Academic journal article Teacher Education Quarterly

Evaluating Socio-Cultural Pedagogy in a Distance Teacher Education Program

Article excerpt

Increasing pressure has been placed on teacher education to prepare teachers to educate bilingual/bicultural students using scientifically-based teaching methods (e.g., Fillmore & Snow, 2000; No Child Left Behind Act, 2001). Socio-cultural theory and pedagogy have emerged as a research-based foundation for diversity teacher preparation (Rogoff, 1995; Rogoff & Wertsch, 1984; Tharp & Gallimore, 1989; Vygotsky, 1978; Wertsch, 1985). Socio-cultural theory rests on the premise that learning is social, and that it is through social interaction with teachers and peers who are more knowledgeable that students receive assistance as needed in their Zone of Proximal Development (ZPD) to engage in culturally meaningful tasks. Researchers at the Center for Research on Education, Diversity and Excellence (CREDE) synthesized relevant research into a socio-cultural model of five pedagogical practices: Joint Productive Activity, Language and Literacy Development, Contextualization, Cognitive Challenge, and Instructional Conversation (Dalton, 1998).

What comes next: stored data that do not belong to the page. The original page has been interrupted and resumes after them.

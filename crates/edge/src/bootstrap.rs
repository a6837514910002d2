// crates/edge/src/bootstrap.rs

use crate::{state::AppState, Error};
use adapt::{
    components::{
        ContactDetailsShortcode, ContactFormShortcode, ContactPanel, NoticesWidget, SupportWidget,
    },
    inbox::MESSAGES_FILE,
    store::{notice::NOTICES_FILE, open_config_store, ConfigStore, JsonNoticeStore, NoticeStore},
    MessageLog, NoticeFeed,
};
use domain::{
    contact::ContactField,
    security::NonceKey,
    setting::Settings,
};
use serve::{
    registry::{ExtensionRegistry, Screen},
    render::{style::DASHBOARD_CSS, ContactPanelRenderer, Templates},
};
use std::{path::Path, sync::Arc};
use uuid::Uuid;

/// Storage handles the registry components are built over.
pub struct Stores {
    pub config: Arc<dyn ConfigStore>,
    pub notices: Arc<dyn NoticeStore>,
}

/// Build application state from settings; relative dirs resolve under `site_dir`.
#[tracing::instrument(skip_all, fields(site = %site_dir.display()))]
pub fn compose(settings: &Settings, site_dir: &Path) -> Result<AppState, Error> {
    let data_dir = site_dir.join(&settings.data.dir);
    let stores = Stores {
        config: open_config_store(&settings.contact, &data_dir),
        notices: Arc::new(JsonNoticeStore::new(data_dir.join(NOTICES_FILE))),
    };
    compose_with(settings, site_dir, stores)
}

/// Like [`compose`] but with caller-supplied stores.
pub fn compose_with(settings: &Settings, site_dir: &Path, stores: Stores) -> Result<AppState, Error> {
    let data_dir = site_dir.join(&settings.data.dir);
    let templates = Arc::new(Templates::new()?);

    let secret = match &settings.forms.nonce_secret {
        Some(s) if !s.is_empty() => s.clone(),
        _ => {
            tracing::info!("no [forms] nonce_secret; contact forms reset on restart");
            Uuid::new_v4().to_string()
        }
    };
    let nonce = NonceKey::new(secret);

    let fields: Vec<ContactField> = ContactField::ALL
        .into_iter()
        .filter(|f| settings.contact.fields.contains(f))
        .collect();

    let panel = ContactPanel::new(
        stores.config.clone(),
        ContactPanelRenderer::new(settings.contact.logo_base.clone()),
        fields.clone(),
    );

    let mut registry = ExtensionRegistry::new();
    registry
        .register_widget(Arc::new(SupportWidget::new(panel.clone())))
        .register_widget(Arc::new(NoticesWidget::new(NoticeFeed::new(
            stores.notices.clone(),
        ))))
        .register_shortcode(Arc::new(ContactDetailsShortcode::new(panel)))
        .register_shortcode(Arc::new(ContactFormShortcode::new(
            templates.clone(),
            nonce.clone(),
        )))
        .register_style(Screen::Dashboard, DASHBOARD_CSS);

    tracing::debug!(widgets = registry.widgets().len(), "registry composed");

    Ok(AppState {
        templates,
        registry: Arc::new(registry),
        config: stores.config,
        notices: stores.notices,
        inbox: Arc::new(MessageLog::new(data_dir.join(MESSAGES_FILE))),
        nonce,
        fields: fields.into(),
        auth_dir: site_dir.join(&settings.auth.dir),
        pages_dir: site_dir.join(&settings.pages.dir),
    })
}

Most practicing teachers have little systematic education in or experience with socio-cultural theory or pedagogy. Darling-Hammond (1997) argued that increasing student achievement means improved focus on teacher development. The demand for diversity teacher preparation programs is high, yet there are relatively few bilingual/ESL teacher educators available to provide teachers with meaningful content and experience in implementing a socio-cultural model of education.

Lytle (2000) argued for innovations to solve such teacher education dilemmas. Distance-learning formats offer one innovative solution to the dilemma of high demands to supply teachers. Another innovative solution is required, however, for distance teacher preparation to be focused on diversity: socio-cultural perspectives must be taught as well as modeled. This second innovation becomes a question of design. How can a high quality distance education program (i.e., an instructional delivery system) be created that results in reflective practitioners willing to innovate in their own practices in light of a socio-cultural approach (i.e., curriculum design, course materials)?

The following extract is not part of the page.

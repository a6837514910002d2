pub mod nonce;

pub use nonce::NonceKey;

Brigham Young University's (BYU) effort to evaluate the quality of its distance English as a Second Language (ESL) teacher education program, the Bilingual/ESL Endorsement through Distance Education (BEEDE) program, is briefly described. Evaluation data is reported to document the quality and impact of the BEEDE program's socio-cultural design on participants' thinking and practice. Implications are discussed in light of the tensions that innovations pose to teacher education.

Program Description

Graham, Teemant, Harris, and Cutri (2001) described how the university's early experiments with distance-learning formats resulted in individual faculty teaching courses with little consensus on a shared vision for program content or outcomes. In 1998, BYU and local districts wanted to moved toward a new model of distance teacher education. Faculty agreed to base instruction on a socio-cultural theory, model sociocultural practices, and pursue a shared, programmatic vision and accountability for learning outcomes using a distance-learning delivery system. Research on teacher development, adult learners, effective distance education, and professional development underpinned program and delivery system design (e.g., Garet, Porter, Desimone, Birman, & Yoon, 2001; Munby, Russell, & Martin, 2001; Verduin & Clark, 1991).

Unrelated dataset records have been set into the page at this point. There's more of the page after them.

// crates/adapt/src/store/config.rs

use super::StoreError;
use crate::io::{read_to_string_opt, write_atomic};
use async_trait::async_trait;
use domain::{
    contact::{sanitize, ContactConfig, ContactField, ContactInput, SaveOutcome},
    setting::{ConfigSource, ContactSettings},
};
use std::{
    fmt,
    path::{Path, PathBuf},
    sync::Arc,
};
use tokio::sync::{Mutex, RwLock};

pub const CONTACT_FILE: &str = "contact.toml";

/// One named support-contact record.
///
/// Implementations sanitize on `set`; `get` never caches.
#[cfg_attr(test, mockall::automock)]
#[async_trait]
pub trait ConfigStore: Send + Sync {
    async fn get(&self) -> Result<ContactConfig, StoreError>;

    /// Sanitize `input` on top of the current record and persist the result.
    /// Returns what was stored plus any per-field rejections.
    async fn set(&self, input: ContactInput) -> Result<SaveOutcome, StoreError>;

    fn is_writable(&self) -> bool;
}

/// Pick the backend named by `[contact] source`.
pub fn open_config_store(settings: &ContactSettings, data_dir: &Path) -> Arc<dyn ConfigStore> {
    let path = data_dir.join(CONTACT_FILE);
    match settings.source {
        ConfigSource::Settings => Arc::new(TomlConfigStore::new(path)),
        ConfigSource::Environment => Arc::new(EnvConfigStore::from_env()),
        ConfigSource::Layered => Arc::new(LayeredConfigStore::new(
            TomlConfigStore::new(path),
            EnvConfigStore::from_env(),
        )),
    }
}

// ─────────────────────────────────────────────────────────────────────────────
// TOML file
// ─────────────────────────────────────────────────────────────────────────────

/// `<data>/contact.toml`, rewritten atomically on every save.
#[derive(Debug)]
pub struct TomlConfigStore {
    path: PathBuf,
    write_lock: Mutex<()>,
}

impl TomlConfigStore {
    pub fn new(path: impl Into<PathBuf>) -> Self {
        Self {
            path: path.into(),
            write_lock: Mutex::new(()),
        }
    }

    pub fn path(&self) -> &Path {
        &self.path
    }
}

#[async_trait]
impl ConfigStore for TomlConfigStore {
    #[tracing::instrument(skip_all, fields(path = %self.path.display()))]
    async fn get(&self) -> Result<ContactConfig, StoreError> {
        let Some(s) = read_to_string_opt(&self.path)
            .await
            .map_err(|e| StoreError::io(&self.path, e))?
        else {
            return Ok(ContactConfig::default());
        };
        toml::from_str(&s).map_err(|e| StoreError::corrupt(&self.path, e))
    }

    #[tracing::instrument(skip_all, fields(path = %self.path.display()))]
    async fn set(&self, input: ContactInput) -> Result<SaveOutcome, StoreError> {
        let _guard = self.write_lock.lock().await;

        let previous = self.get().await?;
        let outcome = sanitize(&input, &previous);

        let body = toml::to_string_pretty(&outcome.config)
            .map_err(|e| StoreError::corrupt(&self.path, e))?;
        write_atomic(&self.path, body.as_bytes())
            .await
            .map_err(|e| StoreError::io(&self.path, e))?;

        tracing::info!(rejected = outcome.rejected.len(), "contact details saved");
        Ok(outcome)
    }

    fn is_writable(&self) -> bool {
        true
    }
}

// ─────────────────────────────────────────────────────────────────────────────
// Environment
// ─────────────────────────────────────────────────────────────────────────────

/// Variable name per field.
pub fn env_var(field: ContactField) -> &'static str {
    match field {
        ContactField::CompanyName => "SUPPORT_COMPANY_NAME",
        ContactField::Logo => "SUPPORT_LOGO_PATH",
        ContactField::Email => "SUPPORT_EMAIL",
        ContactField::Phone => "SUPPORT_PHONE",
        ContactField::Website => "SUPPORT_WEBSITE",
    }
}

type Lookup = Arc<dyn Fn(&str) -> Option<String> + Send + Sync>;

/// Read-only record built from `SUPPORT_*` variables on every read.
#[derive(Clone)]
pub struct EnvConfigStore {
    lookup: Lookup,
}

impl fmt::Debug for EnvConfigStore {
    fn fmt(&self, f: &mut fmt::Formatter<'_>) -> fmt::Result {
        f.debug_struct("EnvConfigStore").finish_non_exhaustive()
    }
}

impl EnvConfigStore {
    pub fn from_env() -> Self {
        Self::with_lookup(|key| std::env::var(key).ok())
    }

    /// Use a custom variable source.
    pub fn with_lookup<F>(lookup: F) -> Self
    where
        F: Fn(&str) -> Option<String> + Send + Sync + 'static,
    {
        Self {
            lookup: Arc::new(lookup),
        }
    }

    fn read(&self) -> ContactConfig {
        let input = ContactField::ALL
            .into_iter()
            .fold(ContactInput::default(), |input, field| {
                match (self.lookup)(env_var(field)) {
                    Some(v) => input.with(field, v),
                    None => input,
                }
            });

        let outcome = sanitize(&input, &ContactConfig::default());
        for r in &outcome.rejected {
            tracing::warn!(var = env_var(r.field), reason = %r.reason, "ignoring invalid environment value");
        }
        outcome.config
    }
}

#[async_trait]
impl ConfigStore for EnvConfigStore {
    async fn get(&self) -> Result<ContactConfig, StoreError> {
        Ok(self.read())
    }

    async fn set(&self, _input: ContactInput) -> Result<SaveOutcome, StoreError> {
        Err(StoreError::ReadOnly)
    }

    fn is_writable(&self) -> bool {
        false
    }
}

// ─────────────────────────────────────────────────────────────────────────────
// Layered
// ─────────────────────────────────────────────────────────────────────────────

/// Saved values win field by field; the environment fills the gaps.
#[derive(Debug)]
pub struct LayeredConfigStore {
    saved: TomlConfigStore,
    defaults: EnvConfigStore,
}

impl LayeredConfigStore {
    pub fn new(saved: TomlConfigStore, defaults: EnvConfigStore) -> Self {
        Self { saved, defaults }
    }
}

#[async_trait]
impl ConfigStore for LayeredConfigStore {
    async fn get(&self) -> Result<ContactConfig, StoreError> {
        let saved = self.saved.get().await?;
        let defaults = self.defaults.get().await?;
        Ok(saved.overlay(&defaults))
    }

    /// Writes the saved layer only; the returned config is that layer.
    async fn set(&self, input: ContactInput) -> Result<SaveOutcome, StoreError> {
        self.saved.set(input).await
    }

    fn is_writable(&self) -> bool {
        true
    }
}

// ─────────────────────────────────────────────────────────────────────────────
// Memory
// ─────────────────────────────────────────────────────────────────────────────

#[derive(Debug, Default)]
pub struct MemoryConfigStore {
    config: RwLock<ContactConfig>,
}

impl MemoryConfigStore {
    pub fn new(config: ContactConfig) -> Self {
        Self {
            config: RwLock::new(config),
        }
    }
}

#[async_trait]
impl ConfigStore for MemoryConfigStore {
    async fn get(&self) -> Result<ContactConfig, StoreError> {
        Ok(self.config.read().await.clone())
    }

    async fn set(&self, input: ContactInput) -> Result<SaveOutcome, StoreError> {
        let mut guard = self.config.write().await;
        let outcome = sanitize(&input, &guard);
        *guard = outcome.config.clone();
        Ok(outcome)
    }

    fn is_writable(&self) -> bool {
        true
    }
}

The BEEDE program (16 semester credits) is comprised of a series of six video-anchored courses and an integrated practicum. Participants learn the foundations of bilingual/ESL education, language acquisition, assessment, family involvement, literacy, and sheltered instruction methods. To offer BEEDE at multiple distance sites a delivery system called ProfessorsPlusTM was developed (Teemant, Smith, Egan, & Pinnegar, in press). …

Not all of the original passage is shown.